Lula assina decreto com subsídio de R$ 0,44 por litro para tentar conter alta da gasolina
O presidente Lula assinou decreto com um novo subsídio para a gasolina de R$ 0,44 por litro para tentar conter a alta e frear o impacto da guerra no Irã no bolso do consumidor brasileiro. O decreto com as regras para o pagamento do subsídio aos combustíveis foi publicado em edição extra do Diário Oficial da União desta segunda-feira e tem validade de dois meses.
Para que as refinarias e empresas importadoras tenham direito a receber essa compensação financeira da União, elas precisam cumprir regras rígidas. A principal delas é repassar integralmente o valor do subsídio para o preço final de venda.
A Agência Nacional do Petróleo. Gás Natural e Biocombustíveis, a ANP, vai ser a responsável por fiscalizar e fazer os pagamentos.
O consumidor vai poder conferir o desconto direto na nota fiscal.
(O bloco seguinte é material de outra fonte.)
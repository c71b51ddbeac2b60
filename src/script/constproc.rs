//! Constant folder.
//!
//! Bottom-up pass marking every expression that provably evaluates to the
//! same value on every path, so the compiler can collapse it to a single
//! constant load. Variables start as constants with value 0; an assignment
//! outside any `IF` with a constant right-hand side keeps the variable
//! constant. Anything else makes it non-constant from then on: a
//! conditional assignment, or a payment, whose numeraire is stochastic.
//!
//! Boolean nodes are left alone; dead conditions are the domain
//! processor's job.

use crate::script::ast::{Event, Expr, ExprKind, Statement};

pub fn const_process(events: &mut [Event], num_vars: usize) {
    let mut proc = ConstProcessor {
        var_const: vec![true; num_vars],
        var_const_val: vec![0.0; num_vars],
        in_conditional: false,
    };
    for event in events {
        for stmt in event {
            proc.statement(stmt);
        }
    }
}

struct ConstProcessor {
    var_const: Vec<bool>,
    var_const_val: Vec<f64>,
    in_conditional: bool,
}

impl ConstProcessor {
    fn statement(&mut self, stmt: &mut Statement) {
        match stmt {
            Statement::Assign { lhs, rhs } => {
                self.expr(rhs);
                if !self.in_conditional {
                    match rhs.const_val {
                        Some(v) => {
                            self.var_const[lhs.index] = true;
                            self.var_const_val[lhs.index] = v;
                        }
                        None => self.var_const[lhs.index] = false,
                    }
                } else {
                    self.var_const[lhs.index] = false;
                }
            }
            Statement::Pays { lhs, rhs } => {
                self.var_const[lhs.index] = false;
                self.expr(rhs);
            }
            Statement::If(block) => {
                let nested = self.in_conditional;
                self.in_conditional = true;

                self.cond_exprs(&mut block.cond);
                for s in &mut block.then_branch {
                    self.statement(s);
                }
                if let Some(else_branch) = &mut block.else_branch {
                    for s in else_branch {
                        self.statement(s);
                    }
                }

                self.in_conditional = nested;
            }
            Statement::Collect(stmts) => {
                for s in stmts {
                    self.statement(s);
                }
            }
        }
    }

    /// Comparison arguments are expressions too and fold the same way.
    fn cond_exprs(&mut self, cond: &mut crate::script::ast::Cond) {
        use crate::script::ast::CondKind;
        match &mut cond.kind {
            CondKind::True | CondKind::False => {}
            CondKind::Not(inner) => self.cond_exprs(inner),
            CondKind::And(a, b) | CondKind::Or(a, b) => {
                self.cond_exprs(a);
                self.cond_exprs(b);
            }
            CondKind::Equal(e, _) | CondKind::Sup(e, _) | CondKind::SupEqual(e, _) => {
                self.expr(e);
            }
        }
    }

    fn expr(&mut self, expr: &mut Expr) {
        expr.const_val = match &mut expr.kind {
            ExprKind::Add(a, b) => self.binary(a, b, |x, y| x + y),
            ExprKind::Sub(a, b) => self.binary(a, b, |x, y| x - y),
            ExprKind::Mult(a, b) => self.binary(a, b, |x, y| x * y),
            ExprKind::Div(a, b) => self.binary(a, b, |x, y| x / y),
            ExprKind::Pow(a, b) => self.binary(a, b, f64::powf),
            ExprKind::Max(a, b) => self.binary(a, b, f64::max),
            ExprKind::Min(a, b) => self.binary(a, b, f64::min),
            ExprKind::Uplus(a) => self.unary(a, |x| x),
            ExprKind::Uminus(a) => self.unary(a, |x| -x),
            ExprKind::Log(a) => self.unary(a, f64::ln),
            ExprKind::Sqrt(a) => self.unary(a, f64::sqrt),
            ExprKind::Smooth { x, v_pos, v_neg, eps } => {
                self.expr(x);
                self.expr(v_pos);
                self.expr(v_neg);
                self.expr(eps);
                match (x.const_val, v_pos.const_val, v_neg.const_val, eps.const_val) {
                    (Some(x), Some(pos), Some(neg), Some(eps)) => {
                        Some(smooth_value(x, pos, neg, eps))
                    }
                    _ => None,
                }
            }
            ExprKind::Spot => None,
            ExprKind::Var(v) => {
                if self.var_const[v.index] {
                    Some(self.var_const_val[v.index])
                } else {
                    None
                }
            }
            ExprKind::Const(value) => Some(*value),
        };
    }

    fn binary(&mut self, a: &mut Expr, b: &mut Expr, op: impl Fn(f64, f64) -> f64) -> Option<f64> {
        self.expr(a);
        self.expr(b);
        match (a.const_val, b.const_val) {
            (Some(x), Some(y)) => Some(op(x, y)),
            _ => None,
        }
    }

    fn unary(&mut self, a: &mut Expr, op: impl Fn(f64) -> f64) -> Option<f64> {
        self.expr(a);
        a.const_val.map(op)
    }
}

/// Closed-form value of the fuzzy blend for constant arguments.
pub(crate) fn smooth_value(x: f64, v_pos: f64, v_neg: f64, eps: f64) -> f64 {
    let half_eps = 0.5 * eps;
    if x < -half_eps {
        v_neg
    } else if x > half_eps {
        v_pos
    } else {
        v_neg + 0.5 * (v_pos - v_neg) * (x + half_eps) / half_eps
    }
}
O documento terá que trazer uma mensagem clara informando que aquela venda teve o desconto bancado pelo governo federal.
As empresas que fraudarem os dados ou não repassarem o desconto terão que devolver o dinheiro aos cofres públicos com juros.
Com o conflito no Oriente Médio, o barril do petróleo voltou a superar a marca dos US$ 100.
Apesar dessa alta, a Petrobras ainda não reajustou o preço cobrado das distribuidoras aqui no Brasil.
A medida emergencial para a gasolina se junta a outros descontos já aplicados ao diesel, querosene de aviação e ao gás de cozinha nesse pacote de medidas.
Enquanto o governo age por decreto, está parada na Câmara dos Deputados a proposta (enviada em abril) que autoriza o uso do excesso de arrecadação do próprio governo com o petróleo para baixar os impostos sobre os combustíveis.